Beowulf, de David Rubín y Santiago García
Se dice poco, pero de vez en cuando hay que volver a las historias clásicas – estén en la forma en la que estén – para que nos demos cuenta dónde estamos y cómo hemos llegado hasta aquí. Y se dice poco, supongo, porque cuenta más la novedad y lo inmediato que el tiempo de reflexión que se impone para poder degustar – como si fuera una buena comida – aquellos relatos que formaron la literatura, no sólo que formaron parte de, sino que la crearon, trayendo hasta nuestros días las reminiscencias épicas que guardaban sus textos. Una de esas historias es, sin lugar a dudas, Beowulf que, a pesar de estar en esta ocasión trasladada en una imagen más moderna – y añado por si no quedara claro más adelante, de una forma brillante -, convertida en una narración épica como pocas, ha ido uniendo a generaciones enteras de lectores y que ahora llegar aquí, de la mano de uno de los mejores narradores gráficos de la historia, con un aspecto renovado, con un dinamismo pocas veces visto en una novela gráfica, y con esa pasión que se invierte cuando lo que uno hace es lo que gusta hacer y no hay ninguna excusa para ello, sino el simple disfrute, el crear para compartirlo, el dedicarse a una profesión que, denostada por algunos, debiera, por imperativo, ocupar un lugar predominante en aquellos círculos donde las novelas tienen ese aura antigua donde no existe la ilustración. Y es que, al fin y al cabo, no hay peor prejuicio que creer que sólo lo clásico, en un formato clásico, merece la pena.
No me encargaré de desentrañar la historia que se cuenta en Beowulf. Es harto conocida y, además, hay infinidad de información si navegamos por la red que nos dará un detallado resumen de lo que nos contó alguien anónimamente hace ya varios siglos. De lo que se trata aquí es del puro ensalzamiento de una obra que, una vez abierta, es difícil dejar de mirar, como si un hipnotizador nos hubiera cogido fuerte y no nos soltara hasta que no hemos hecho lo que él pretende. David Rubin, un autor al que me “enfrentaba” por primera vez, pero al que le hinqué el diente gracias a la recomendación de una amiga librera que me exhortó, me ordenó, casi me gritó – si no fuera porque nuestros encuentros se resumen en una conversación virtual – que cogiera el libro, me lo llevara a casa, y disfrutara de lo que se me proponía. Sin más pretensiones. Disfruta Sergio, me dijo, porque no has leído nada igual en mucho tiempo. Y, como suele suceder siempre que ella habla, tenía razón. Unas dimensiones extraordinarias, unas imágenes que casi saltan de las páginas y que ahogan al espectador que, al pasar las páginas, se encuentra con los ojos enfurecidos de una criatura ancestral y que parece mirarnos fijamente presta a devorarnos hasta las más mínimas entrañas. Y así fue como empezó el viaje por una obra que, a día de hoy, guardo como si fuera el tesoro de la isla más recóndita del planeta, y que recomiendo cada vez que alguien quiere leer algo especial. Porque de eso se trata cuando abrimos un libro – o eso quiero creer, al menos -. En sentir que aquello, que eso que tenemos entre manos, es especial.

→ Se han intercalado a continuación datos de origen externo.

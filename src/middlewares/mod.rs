pub mod cors;

pub use cors::create_cors;
use crate::models::BoardTab;
use regex::Regex;
use std::sync::LazyLock;

/// "姓名 (工号)" 拆分：名字部分非贪婪，括号部分可选
static DISPLAY_NAME_RE: LazyLock<Regex> =
    LazyLock::new(|| Regex::new(r"^(.+?)\s*(\(.+\))?$").expect("display name pattern"));

/// 奖项编号转名次：数字编号按数值，"00" 为特奖 0，无法解析的排在最后
///
/// 整串须为数字，"1A" 这类带后缀的编号不取前导数字，同样排在最后
pub fn award_rank(award_id: &str) -> i32 {
    award_id.trim().parse::<i32>().unwrap_or(i32::MAX)
}

/// 名次所属页签
pub fn tab_for_rank(rank: i32) -> BoardTab {
    match rank {
        0..=1 => BoardTab::SpecialTop,
        2..=5 => BoardTab::Tier2To5,
        6..=10 => BoardTab::Tier6To10,
        11..=13 => BoardTab::Tier11To13,
        99 => BoardTab::Comfort,
        _ => BoardTab::Other,
    }
}

/// 看板显示名称: "中文名|英文名|Unknown (工号)"
pub fn display_name(
    emp_id: &str,
    emp_cname: Option<&str>,
    emp_ename: Option<&str>,
) -> String {
    let name = emp_cname
        .filter(|n| !n.is_empty())
        .or(emp_ename.filter(|n| !n.is_empty()))
        .unwrap_or("Unknown");
    format!("{name} ({emp_id})")
}

/// 遮罩姓名中间字符，保留首尾字与括号内工号
///
/// "陳大明 (A001)" -> "陳O明 (A001)"；两个字以内不遮罩
pub fn mask_name(full_name: &str) -> String {
    let Some(caps) = DISPLAY_NAME_RE.captures(full_name) else {
        return full_name.to_string();
    };

    let name_part = caps.get(1).map_or("", |m| m.as_str()).trim();
    let id_part = caps.get(2).map_or("", |m| m.as_str());

    let chars: Vec<char> = name_part.chars().collect();
    if chars.len() <= 2 {
        return full_name.to_string();
    }

    let mut masked = String::with_capacity(name_part.len());
    masked.push(chars[0]);
    masked.extend(std::iter::repeat_n('O', chars.len() - 2));
    masked.push(chars[chars.len() - 1]);

    if id_part.is_empty() {
        masked
    } else {
        format!("{masked} {id_part}")
    }
}
use chrono::{DateTime, Utc};
use serde::{Deserialize, Serialize};
use utoipa::ToSchema;

/// 看板分页签 (按名次区间分组)
#[derive(Debug, Clone, Copy, PartialEq, Eq, Serialize, Deserialize, ToSchema)]
pub enum BoardTab {
    /// 特奖 + 头奖 (0-1)
    #[serde(rename = "special_top")]
    SpecialTop,
    #[serde(rename = "tier_2_5")]
    Tier2To5,
    #[serde(rename = "tier_6_10")]
    Tier6To10,
    #[serde(rename = "tier_11_13")]
    Tier11To13,
    /// 温馨奖 (99)
    #[serde(rename = "comfort")]
    Comfort,
    #[serde(rename = "other")]
    Other,
}

#[derive(Debug, Clone, Default, Deserialize, Serialize, ToSchema)]
pub struct BoardQuery {
    pub tab: Option<BoardTab>,
}

#[derive(Debug, Clone, Default, Deserialize, Serialize, ToSchema)]
pub struct BoardSearchQuery {
    pub q: Option<String>,
}

/// 看板上的得奖者 (姓名已遮罩)
#[derive(Debug, Clone, Serialize, Deserialize, ToSchema)]
pub struct BoardWinner {
    pub emp_id: String,
    /// 例: "陳O銘 (A00018801)"
    pub name: String,
    pub department: String,
    pub won_at: DateTime<Utc>,
}

#[derive(Debug, Clone, Serialize, Deserialize, ToSchema)]
pub struct BoardPrize {
    pub id: String,
    pub name: String,
    pub rank: i32,
    pub tab: BoardTab,
    /// 总名额
    pub total: i32,
    /// 已抽出
    pub drawn: usize,
    /// 剩余名额 (超抽时为 0)
    pub remaining: usize,
    pub winners: Vec<BoardWinner>,
}

#[derive(Debug, Clone, Serialize, Deserialize, ToSchema)]
pub struct BoardResponse {
    pub title: String,
    pub prizes: Vec<BoardPrize>,
}

#[derive(Debug, Clone, Serialize, Deserialize, ToSchema)]
pub struct BoardSearchResult {
    pub prize_id: String,
    pub prize_name: String,
    pub winner: BoardWinner,
}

Insistiría mucho más en las bonanzas de esta obra, pero en realidad creo que lo mejor es que Beowulf se acerque a los lectores por sí misma, que cojan sus pastas, las acaricien con suavidad, y después estén dispuestos a dejarse transportar a otra época, a una historia fuera del tiempo, a una novela gráfica que da el pistoletazo de salida y convierte un texto ya conocido en algo completamente distinto, lleno de matices, lleno de esos momentos en los que vamos descifrando los trazos, los movimientos de los personajes y pensamos, una y otra vez – y yo lo hice en voz alta, fuera de mi casa, rodeado de gente – qué bueno es todo esto señores, qué jodidamente bueno es lo que ha creado David Rubin. Sólo por eso, yo, ya he caído en todo lo que nos proponga a partir de ahora.